Our mission for this week's Community Byte was to create a Python program to crack web-based passwords, like the ones you would see on an email or router login. I wanted it to be universal in the sense that it could be easily modified and adapted to another website just by changing a few variables. That was a success! Even though people weren't on time to the coding session, everything went well.
Here is the link to our web cracker's source.
Let's break this program down, line-by-line.
How Nullforce Works
- Line 1 is a shebang, this reveals where our python executable is.
- Lines 3-5 tell the program name, version and the authors.
- Line 10 is the login page we are attacking.
- Line 11 is the username that we want in the field.
- Line 12 is the wordlist that we will be using to attack the password field with.
- Line 13 contains the error that the attack target throws when a bad login happens.
- Line 15 is a variable that will read our dictionary line-by-line.
- Line 16 prints the status to the screen.
- Line 18 starts the loop that makes the program keep guessing until the password list is done.

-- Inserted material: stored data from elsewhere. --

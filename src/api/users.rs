//! Profile endpoints for the signed-in user.

use axum::{extract::State, Json};

use super::{respond, ApiResult};
use crate::models::{UpdateUserRequest, User};
use crate::AppState;

/// GET /api/me
pub async fn get_profile(State(state): State<AppState>) -> ApiResult<User> {
    let result = state.users.fetch_user().await;
    respond(&state, result).await
}

/// PUT /api/me - Partial profile update.
pub async fn update_profile(
    State(state): State<AppState>,
    Json(request): Json<UpdateUserRequest>,
) -> ApiResult<User> {
    let result = state.users.update_user(&request).await;
    respond(&state, result).await
}
//! Search API endpoints.

use axum::extract::{Query, State};
use serde::{Deserialize, Serialize};

use super::{respond, ApiResult};
use crate::controllers::SearchOptions;
use crate::models::Post;
use crate::AppState;

/// Lost/found filter accepted by the search endpoint.
#[derive(Debug, Clone, Copy, PartialEq, Eq, Deserialize)]
#[serde(rename_all = "lowercase")]
pub enum StatusFilter {
    Lost,
    Found,
}

/// Search query parameters.
#[derive(Debug, Deserialize)]
pub struct SearchQuery {
    /// Search query string.
    pub q: String,
    /// Maximum number of results (default: 20).
    #[serde(default = "default_limit")]
    pub limit: usize,
    /// Offset for pagination (default: 0).
    #[serde(default)]
    pub offset: usize,
    #[serde(default)]
    pub status: Option<StatusFilter>,
}

fn default_limit() -> usize {
    20
}

#[derive(Debug, Serialize)]
#[serde(rename_all = "camelCase")]
pub struct SearchResponse {
    pub results: Vec<Post>,
    pub total: usize,
    pub limit: usize,
    pub offset: usize,
}

/// Maximum number of search results allowed.
const MAX_SEARCH_LIMIT: usize = 100;

/// GET /api/search - Search posts by item name, location, description and author.
pub async fn search_posts(
    State(state): State<AppState>,
    Query(params): Query<SearchQuery>,
) -> ApiResult<SearchResponse> {
    let limit = params.limit.min(MAX_SEARCH_LIMIT);
    let options = SearchOptions {
        limit,
        offset: params.offset,
        status: params.status.map(|s| s == StatusFilter::Lost),
    };

    let result = state
        .posts
        .search_posts(&params.q, options)
        .await
        .map(|results| SearchResponse {
            total: results.len(),
            results,
            limit,
            offset: params.offset,
        });
    respond(&state, result).await
}
//! Comments on posts.

use std::sync::Arc;

use serde::Serialize;
use tokio::sync::watch;

use super::{begin, decode_documents, resolve_author, settle, HasStatus, Status};
use crate::auth::AuthService;
use crate::db::{Collection, Repository};
use crate::errors::AppError;
use crate::models::{timestamp, Comment};

#[derive(Debug, Clone, Default, PartialEq, Serialize)]
#[serde(rename_all = "camelCase")]
pub struct CommentState {
    #[serde(flatten)]
    pub status: Status,
    /// Post whose comments are loaded
    pub post_id: Option<String>,
    pub comments: Vec<Comment>,
    pub add_success: bool,
}

impl HasStatus for CommentState {
    fn status_mut(&mut self) -> &mut Status {
        &mut self.status
    }
}

pub struct CommentController {
    auth: Arc<AuthService>,
    repo: Arc<Repository>,
    state: watch::Sender<CommentState>,
}

impl CommentController {
    pub fn new(auth: Arc<AuthService>, repo: Arc<Repository>) -> Self {
        let (state, _) = watch::channel(CommentState::default());
        Self { auth, repo, state }
    }

    pub fn subscribe(&self) -> watch::Receiver<CommentState> {
        self.state.subscribe()
    }

    pub fn state(&self) -> CommentState {
        self.state.borrow().clone()
    }

    pub async fn add_comment(&self, post_id: &str, text: &str) -> Result<Comment, AppError> {
        begin(&self.state);
        self.state.send_modify(|s| s.add_success = false);

        let result = self.create_comment(post_id, text).await;
        if let Ok(comment) = &result {
            self.state.send_modify(|s| {
                if s.post_id.as_deref() != Some(post_id) {
                    s.post_id = Some(post_id.to_string());
                    s.comments.clear();
                }
                s.comments.insert(0, comment.clone());
                s.add_success = true;
            });
        }
        settle(&self.state, result)
    }

    async fn create_comment(&self, post_id: &str, text: &str) -> Result<Comment, AppError> {
        let session = self.auth.require_user("comment").await?;
        let text = text.trim();
        if text.is_empty() {
            return Err(AppError::Validation("Comment cannot be empty".to_string()));
        }
        if self
            .repo
            .get_document(Collection::Posts, post_id)
            .await?
            .is_none()
        {
            return Err(AppError::NotFound(format!("Post {} not found", post_id)));
        }

        let comment = Comment {
            id: uuid::Uuid::new_v4().to_string(),
            author: resolve_author(&self.repo, &session).await?,
            text: text.to_string(),
            comment_date: timestamp::now(),
            post_id: Some(post_id.to_string()),
        };
        self.repo
            .set_document(
                Collection::Comments,
                &comment.id,
                &serde_json::to_value(&comment)?,
            )
            .await?;

        tracing::info!(comment_id = %comment.id, post_id = %post_id, "Comment added");
        Ok(comment)
    }

    /// Comments of one post, newest first.
    pub async fn fetch_comments(&self, post_id: &str) -> Result<Vec<Comment>, AppError> {
        begin(&self.state);
        let result = self.load_comments(post_id).await;
        if let Ok(comments) = &result {
            self.state.send_modify(|s| {
                s.post_id = Some(post_id.to_string());
                s.comments = comments.clone();
            });
        }
        settle(&self.state, result)
    }

    async fn load_comments(&self, post_id: &str) -> Result<Vec<Comment>, AppError> {
        let documents = self
            .repo
            .query_documents(Collection::Comments, "postId", post_id)
            .await?;
        let mut comments: Vec<Comment> = decode_documents(Collection::Comments, documents);
        comments.sort_by(|a, b| b.comment_date.cmp(&a.comment_date));
        Ok(comments)
    }
}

- Line 19 removes extra lines.
- Lines 20-22 mimic the login sequence.
- Line 23 encodes the data for transmission.
- Line 24 opens our attack page.
- Line 25 spoofs a user agent header, this will trick people into thinking we are a browser.
- Line 26 gets the page source of the website.
- Line 27 searches the source for the bad login string; if it isn't there, the password is cracked.
That's all it took to code such a potent tool! This could easily be hacked to allow threading to greatly increase the speed. I encourage someone to do just that, I can't be the only one who takes initiative!